Negros e brancos
Estudo indica dificuldade de relação entre negros e brancos

É de senso comum o fato de que existe discriminação racial no país, no entanto, todos negam ser preconceituosos em relação aos negros

6 de julho de 2004

Segundo uma pesquisa realizada pelo Núcleo de Pesquisa e Informação da Universidade Federal Fluminense com o objetivo de analisar a relação de convivência entre negros e brancos no estado do Rio de Janeiro, de todas as pessoas que foram entrevistadas 77% indicaram ter problemas de convivência. Um outro dado apresentado pelo estudo aponta um índice de 93% de pessoas que afirmam a existência de discriminação racial no país.
Um problema fácil de ser identificado é a relação entre negros e polícia. Em uma batida policial, por exemplo, os negros são sempre os primeiros a serem revistados e muitas vezes são revistados por policiais negros. Neste caso, a relação entre o negro e a polícia nada mais é que a relação entre o Estado repressivo e a população pobre, composta em sua esmagadora maioria pelos negros.
O problema do racismo no país é nitidamente indicado e propagandeado pela imprensa burguesa onde o negro sempre se encontra em posição de inferioridade em todos os aspectos como raciais, econômicos e sociais.
A discriminação sofrida pela população negra é um resultado de toda a exploração do passado que perdura até hoje.
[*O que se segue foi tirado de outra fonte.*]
//! Report building: run every catalog signature against one port set

use tracing::{debug, trace};

use nsight_common::{MatchOutcome, PortSet, Report};

use crate::catalog::SignatureCatalog;
use crate::matcher::{matches, missing_optional, present_optional};

/// Evaluate `catalog` against `ports`, keeping catalog order.
///
/// An empty port set short-circuits to `Report::NoOpenPorts`; signatures whose
/// required ports are not all open are skipped.
pub fn build_report(ports: &PortSet, catalog: &SignatureCatalog) -> Report {
    if ports.is_empty() {
        debug!("No open ports, skipping {} signature(s)", catalog.len());
        return Report::NoOpenPorts;
    }

    let outcomes: Vec<MatchOutcome> = catalog
        .iter()
        .filter(|sig| {
            let hit = matches(ports, sig);
            trace!(signature = %sig.name, matched = hit, "evaluated signature");
            hit
        })
        .map(|sig| {
            let present = present_optional(ports, &sig.optional);
            let missing = missing_optional(&sig.optional, &present);
            debug!(
                signature = %sig.name,
                present = present.len(),
                missing = missing.len(),
                "signature matched"
            );
            MatchOutcome {
                name: sig.name.clone(),
                required: sig.required.iter().copied().collect(),
                present,
                missing,
            }
        })
        .collect();

    debug!(
        "{} of {} signature(s) matched {} open port(s)",
        outcomes.len(),
        catalog.len(),
        ports.len()
    );

    Report::Evaluated {
        open_ports: ports.sorted(),
        outcomes,
    }
}

#[cfg(test)]
mod tests {
    use super::*;
    use nsight_common::{Port, Signature};

    fn ports(list: &[Port]) -> PortSet {
        list.iter().copied().collect()
    }

    #[test]
    fn test_smb_only() {
        let catalog = SignatureCatalog::new(vec![Signature::new("SMB", [139, 445])]);
        let report = build_report(&ports(&[139, 445]), &catalog);

        assert_eq!(
            report.outcomes(),
            &[MatchOutcome {
                name: "SMB".to_string(),
                required: vec![139, 445],
                present: vec![],
                missing: vec![],
            }]
        );
        assert!(!report.outcomes()[0].has_optional());
    }

    #[test]
    fn test_domain_controller_optional_split() {
        let catalog = SignatureCatalog::new(vec![Signature::new("DC", [53, 88, 389, 445, 464])
            .with_optional([636, 3268, 3269, 5985, 9389])]);
        let report = build_report(&ports(&[53, 88, 389, 445, 464, 3268]), &catalog);

        let outcome = &report.outcomes()[0];
        assert_eq!(outcome.required, vec![53, 88, 389, 445, 464]);
        assert_eq!(outcome.present, vec![3268]);
        assert_eq!(outcome.missing, vec![636, 3269, 5985, 9389]);
    }

    #[test]
    fn test_no_signature_matches() {
        let catalog = SignatureCatalog::new(vec![
            Signature::new("SMB", [139, 445]),
            Signature::new("FTP", [21]).with_optional([20]),
        ]);
        let report = build_report(&ports(&[80, 443]), &catalog);
        assert_eq!(
            report,
            Report::Evaluated {
                open_ports: vec![80, 443],
                outcomes: Vec::new(),
            }
        );
    }

    #[test]
    fn test_empty_port_set() {
        let report = build_report(&PortSet::new(), &SignatureCatalog::builtin());
        assert_eq!(report, Report::NoOpenPorts);
    }

    #[test]
    fn test_builtin_web_only_host() {
        // vCenter requires only 443, so it is the single hit for a web host.
        let report = build_report(&ports(&[80, 443]), &SignatureCatalog::builtin());
        let names: Vec<&str> = report.outcomes().iter().map(|o| o.name.as_str()).collect();
        assert_eq!(names, vec!["VMware vCenter Server"]);
        assert_eq!(report.outcomes()[0].missing, vec![902, 5480]);
    }

    #[test]
    fn test_preserves_catalog_order() {
        let catalog = SignatureCatalog::new(vec![
            Signature::new("Redis", [6379]),
            Signature::new("SMB", [139, 445]),
            Signature::new("FTP", [21]),
            Signature::new("MySQL", [3306]),
        ]);
        let report = build_report(&ports(&[21, 139, 445, 6379]), &catalog);
        let names: Vec<&str> = report.outcomes().iter().map(|o| o.name.as_str()).collect();
        assert_eq!(names, vec!["Redis", "SMB", "FTP"]);
    }

    #[test]
    fn test_idempotent() {
        let catalog = SignatureCatalog::builtin();
        let open = ports(&[21, 25, 110, 139, 143, 445, 3306, 33060]);
        assert_eq!(build_report(&open, &catalog), build_report(&open, &catalog));
    }

    #[test]
    fn test_builtin_mail_and_file_server() {
        let report = build_report(
            &ports(&[20, 21, 25, 110, 143, 139, 445]),
            &SignatureCatalog::builtin(),
        );
        let names: Vec<&str> = report.outcomes().iter().map(|o| o.name.as_str()).collect();
        assert_eq!(
            names,
            vec![
                "SMB / NetBIOS file share",
                "FTP",
                "Mail stack (SMTP + POP)",
                "Mail stack (SMTP + IMAP)",
            ]
        );
        let ftp = &report.outcomes()[1];
        assert_eq!(ftp.present, vec![20]);
        assert!(ftp.missing.is_empty());
    }
}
O decreto da Lei Áurea assinada em 13 de maio de 1888 pela princesa Isabel não foi nem de longe a libertação da escravidão negra e tampouco uma medida democrática do império naquela época.
Os senhores brancos, até então proprietários dos negros escravos expulsaram todos eles de suas propriedades e os substituíram por imigrantes europeus. Os negros escravos foram simplesmente segregados pela sociedade sem recursos para trabalhar, sem nenhum lugar para viver, sem nenhum grau de educação e nenhum trabalho.
A abolição da escravidão foi um resultado da profunda crise do império, que precedia a república, e do desenvolvimento das forças produtivas que não poderia mais se encavalar no desenvolvimento histórico da sociedade.
A população negra herdou desta época a sua impossibilidade de ser assimilado igualitariamente na sociedade. As relações sociais entre negros e brancos são um resultado histórico que não poderá ser suprimido enquanto existir o regime capitalista, baseado na concorrência de mercado. Este é um fator determinante que influencia a convivência social não só apenas em relação às etnias, mas prejudica sensivelmente a relação social entre negros e brancos principalmente porque é a população negra a mais explorada e oprimida.